Габор Чордаш опустил письмо. Глянул на туманно розовеющее оконце. За стеклом стлалась безысходная даль…
…Все, что он нажил за пятнадцать лет, прахом пошло. Конь подох, коровы нет, земля в руках Иштвана Ракоша, дети в Вашархейе, жена — в Пеште. Эх, житуха!..
А Пишта Хорват все говорил и говорил…
Большие черные усы прибавляли только детскость его лицу. И напоминал он скорее мальчишку — из тех, кто во время рождественских игр, приклеив усы и бороду, входят с морозной улицы в теплый дом.
— Только мы заявились на русский фронт, — рассказывал Пишта Хорват, — пришли к нам старые солдаты знакомых искать. «Здорово, братишка! С прибытием!» — послышался вдруг голос моего братана. Подумать только!.. Вот когда мы всласть наговорились!.. Весь май наш полк отдыхал, а потом офицеры сказали, что мы будем сменять Девяносто пятый полк. Ну и сменили. Русские стреляли в нас тридцать шесть часов подряд, — мы ни тпру ни ну! Потому что сзади полевая жандармерия торчит. Это народец что надо! Как кто попятится назад, сразу пулю в него! Мы стояли в запасных траншеях. Вдруг господин поручик крикнул: «По местам!» А мы уже целых два часа атаку ждем, все в амбразуры выглядываем. Даже ко сну клонило. Через час снова крик: «По местам!» Двенадцатая рота выскочила и пошла на русских. Выскочили и мы на бруствер и давай по ним стрелять! Приказ был такой: стреляй и в чужих и в своих. И вопили же бедняги: «Что делаете?!» Под конец совсем ополоумели: и друг дружку били, и русских колотили лопатами да прикладами. А мы в них пуляли. Смотреть страшно!
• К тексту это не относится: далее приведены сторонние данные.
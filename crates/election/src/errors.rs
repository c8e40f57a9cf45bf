use thiserror::Error;

#[derive(Debug, Error)]
pub enum ElectionError {
    #[error("election backend: {0}")]
    Backend(String),
}

pub type ElectionResult<T> = Result<T, ElectionError>;
use alloy_primitives::Address;
use serde::{Deserialize, Serialize};

use crate::{ConfigError, ForkRules};

/// Fork activation schedule of a chain.
///
/// A fork scheduled at block `n` is active for every block numbered `n` or
/// higher.  An unscheduled fork (`None`) is never active.
#[derive(Clone, Debug, Eq, PartialEq, Serialize, Deserialize)]
pub struct ChainConfig {
    pub chain_id: u64,

    #[serde(default)]
    pub homestead_block: Option<u64>,

    #[serde(default)]
    pub eip155_block: Option<u64>,

    #[serde(default)]
    pub eip158_block: Option<u64>,

    #[serde(default)]
    pub byzantium_block: Option<u64>,

    /// One-time balance redistribution, if the chain schedules one.
    #[serde(default)]
    pub dao_fork: Option<DaoForkParams>,
}

/// Parameters of the DAO irregular state change.
#[derive(Clone, Debug, Eq, PartialEq, Serialize, Deserialize)]
pub struct DaoForkParams {
    /// Block at which the balances are moved.
    pub block: u64,

    /// Whether this node follows the fork at all.
    pub support: bool,

    /// Account that receives every drained balance.
    pub refund_contract: Address,

    /// Accounts whose balances are moved to the refund contract.
    #[serde(default)]
    pub drain_list: Vec<Address>,
}

impl ChainConfig {
    /// Config with no fork ever active.
    pub fn frontier(chain_id: u64) -> Self {
        Self {
            chain_id,
            homestead_block: None,
            eip155_block: None,
            eip158_block: None,
            byzantium_block: None,
            dao_fork: None,
        }
    }

    /// Config with every fork active from genesis.
    pub fn all_forks_at_genesis(chain_id: u64) -> Self {
        Self {
            chain_id,
            homestead_block: Some(0),
            eip155_block: Some(0),
            eip158_block: Some(0),
            byzantium_block: Some(0),
            dao_fork: None,
        }
    }

    /// Parses and validates a TOML document.
    pub fn from_toml_str(s: &str) -> Result<Self, ConfigError> {
        let config: Self = toml::from_str(s)?;
        config.validate()?;
        Ok(config)
    }

    /// Checks that forks are scheduled in dependency order.
    pub fn validate(&self) -> Result<(), ConfigError> {
        let schedule = [
            ("homestead", self.homestead_block),
            ("eip155", self.eip155_block),
            ("eip158", self.eip158_block),
            ("byzantium", self.byzantium_block),
        ];

        let mut prev: Option<(&'static str, Option<u64>)> = None;
        for (fork, block) in schedule {
            if let Some((prev_fork, prev_block)) = prev {
                match (prev_block, block) {
                    (None, Some(_)) => {
                        return Err(ConfigError::ForkGap {
                            fork,
                            missing: prev_fork,
                        });
                    }
                    (Some(prev_block), Some(block)) if block < prev_block => {
                        return Err(ConfigError::ForkOrder {
                            fork,
                            block,
                            prev_fork,
                            prev_block,
                        });
                    }
                    _ => {}
                }
            }
            prev = Some((fork, block));
        }

        if let Some(dao) = &self.dao_fork
            && dao.drain_list.contains(&dao.refund_contract)
        {
            return Err(ConfigError::DaoDrainIncludesRefund(dao.refund_contract));
        }

        Ok(())
    }

    pub fn is_homestead(&self, number: u64) -> bool {
        is_forked(self.homestead_block, number)
    }

    pub fn is_eip155(&self, number: u64) -> bool {
        is_forked(self.eip155_block, number)
    }

    pub fn is_eip158(&self, number: u64) -> bool {
        is_forked(self.eip158_block, number)
    }

    pub fn is_byzantium(&self, number: u64) -> bool {
        is_forked(self.byzantium_block, number)
    }

    /// Returns the DAO parameters if the patch must be applied at exactly
    /// this block.
    pub fn dao_fork_at(&self, number: u64) -> Option<&DaoForkParams> {
        self.dao_fork
            .as_ref()
            .filter(|dao| dao.support && dao.block == number)
    }

    /// Collapses the schedule into the rules for one block.
    pub fn rules(&self, number: u64) -> ForkRules {
        ForkRules {
            chain_id: self.chain_id,
            block_number: number,
            is_homestead: self.is_homestead(number),
            is_eip155: self.is_eip155(number),
            is_eip158: self.is_eip158(number),
            is_byzantium: self.is_byzantium(number),
        }
    }
}

fn is_forked(activation: Option<u64>, number: u64) -> bool {
    activation.is_some_and(|block| block <= number)
}

#[cfg(test)]
mod tests {
    use alloy_primitives::address;

    use super::*;

    const REFUND: Address = address!("bf4ed7b27f1d666546e30d74d50d173d20bca754");
    const DRAINED: Address = address!("d4fe7bc31cedb7bfb8a345f31e668033056b2728");

    #[test]
    fn test_rules_at_activation_boundaries() {
        let config = ChainConfig {
            homestead_block: Some(10),
            eip155_block: Some(20),
            eip158_block: Some(20),
            byzantium_block: Some(30),
            ..ChainConfig::frontier(7)
        };

        let r = config.rules(9);
        assert!(!r.is_homestead);
        assert!(r.has_receipt_root());

        let r = config.rules(20);
        assert!(r.is_homestead && r.is_eip155 && r.is_eip158);
        assert!(!r.is_byzantium);
        assert!(r.prunes_empty_accounts());

        let r = config.rules(30);
        assert!(r.is_byzantium);
        assert!(!r.has_receipt_root());
        assert_eq!(r.chain_id, 7);
        assert_eq!(r.block_number, 30);
    }

    #[test]
    fn test_frontier_has_no_forks() {
        let r = ChainConfig::frontier(1).rules(u64::MAX);
        assert!(!r.is_homestead && !r.is_eip155 && !r.is_eip158 && !r.is_byzantium);
    }

    #[test]
    fn test_validate_rejects_out_of_order_forks() {
        let config = ChainConfig {
            homestead_block: Some(100),
            eip155_block: Some(50),
            ..ChainConfig::frontier(1)
        };
        assert!(matches!(
            config.validate(),
            Err(ConfigError::ForkOrder {
                fork: "eip155",
                block: 50,
                ..
            })
        ));
    }

    #[test]
    fn test_validate_rejects_fork_gap() {
        let config = ChainConfig {
            byzantium_block: Some(5),
            ..ChainConfig::frontier(1)
        };
        assert!(matches!(
            config.validate(),
            Err(ConfigError::ForkGap {
                fork: "byzantium",
                missing: "eip158",
            })
        ));
    }

    #[test]
    fn test_dao_fork_only_at_exact_block_with_support() {
        let mut config = ChainConfig::all_forks_at_genesis(1);
        config.dao_fork = Some(DaoForkParams {
            block: 42,
            support: true,
            refund_contract: REFUND,
            drain_list: vec![DRAINED],
        });

        assert!(config.dao_fork_at(41).is_none());
        assert!(config.dao_fork_at(42).is_some());
        assert!(config.dao_fork_at(43).is_none());

        config.dao_fork.as_mut().unwrap().support = false;
        assert!(config.dao_fork_at(42).is_none());
    }

    #[test]
    fn test_from_toml_str() {
        let doc = r#"
            chain_id = 5
            homestead_block = 0
            eip155_block = 10
            eip158_block = 10

            [dao_fork]
            block = 3
            support = true
            refund_contract = "0xbf4ed7b27f1d666546e30d74d50d173d20bca754"
            drain_list = ["0xd4fe7bc31cedb7bfb8a345f31e668033056b2728"]
        "#;

        let config = ChainConfig::from_toml_str(doc).expect("config should parse");
        assert_eq!(config.chain_id, 5);
        assert_eq!(config.byzantium_block, None);
        assert!(config.is_eip155(10));
        assert!(!config.is_eip155(9));

        let dao = config.dao_fork_at(3).expect("dao fork scheduled");
        assert_eq!(dao.refund_contract, REFUND);
        assert_eq!(dao.drain_list, vec![DRAINED]);
    }

    #[test]
    fn test_from_toml_str_rejects_refund_in_drain_list() {
        let doc = r#"
            chain_id = 5

            [dao_fork]
            block = 3
            support = true
            refund_contract = "0xbf4ed7b27f1d666546e30d74d50d173d20bca754"
            drain_list = ["0xbf4ed7b27f1d666546e30d74d50d173d20bca754"]
        "#;

        assert!(matches!(
            ChainConfig::from_toml_str(doc),
            Err(ConfigError::DaoDrainIncludesRefund(addr)) if addr == REFUND
        ));
    }
}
Сверху откуда-то соскочил с нар молодой солдат, держа в руке письмо. «Маменька померла!..» — крикнул он, размахивая письмом, словно прося о помощи.
Никто не ответил. Тогда молоденький солдат забрался опять на свое место, лег на живот. И еще несколько раз, с каждым разом все тише и тише, донеслось: «Маменька померла!..» Наконец солдатик умолк.
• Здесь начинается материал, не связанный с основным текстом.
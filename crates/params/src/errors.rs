use alloy_primitives::Address;
use thiserror::Error;

#[derive(Debug, Error)]
pub enum ConfigError {
    #[error("config: {0}")]
    Toml(#[from] toml::de::Error),

    /// A fork is scheduled before a fork it depends on.
    #[error("fork {fork} at block {block} is scheduled before {prev_fork} at block {prev_block}")]
    ForkOrder {
        fork: &'static str,
        block: u64,
        prev_fork: &'static str,
        prev_block: u64,
    },

    /// A fork is scheduled while a fork it depends on is not.
    #[error("fork {fork} is scheduled but {missing} is not")]
    ForkGap {
        fork: &'static str,
        missing: &'static str,
    },

    #[error("dao refund contract {0} is also listed for draining")]
    DaoDrainIncludesRefund(Address),
}
use alloy_primitives::Address;

use crate::ElectionContext;

/// In-memory election context holding only the token authority.
///
/// Every mutation hook keeps its default behaviour.
#[derive(Clone, Debug, Default)]
pub struct MemElectionContext {
    token_authority: Option<Address>,
}

impl MemElectionContext {
    pub fn new(token_authority: Option<Address>) -> Self {
        Self { token_authority }
    }

    pub fn set_token_authority(&mut self, authority: Option<Address>) {
        self.token_authority = authority;
    }
}

impl ElectionContext for MemElectionContext {
    fn current_token_authority(&self) -> Option<Address> {
        self.token_authority
    }
}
Опять заговорил Пишта Хорват:
— Пятнадцать минут спустя наш фронт был прорван. Оба наших цугфюрера носились как оглашенные. «Связь, связь!» — «Нет связи!» Мы ждали подмоги. А подмоги нет как нет! Поручик глянул в бинокль и сказал: «Мы окружены». Да как кинется наутек! Один только фельдфебель остался с нами да какой-то носатый полковник. В жизни я его до этого не видал. Он сказал: «Ребята, бросай оружие, больше делать нечего». Было у нас три пулемета. Мы закинули их в нужник, туда же побросали и винтовочные затворы. Нацепили белую рубаху на штык: мол, приходите, русские, и забирайте нас, пока не лень. Они, правда, и без того нас захватили бы. Русские офицеры поздоровались за ручку с нашим носатым полковником. Оно и понятно: давно не видались. Потом сели в автомобиль и укатили. С нами-то никто за ручку не здоровался. Нашего брата пересчитали только. Всего восемьдесят человек набралось из батальона. Потом двадцать пять суток ехали.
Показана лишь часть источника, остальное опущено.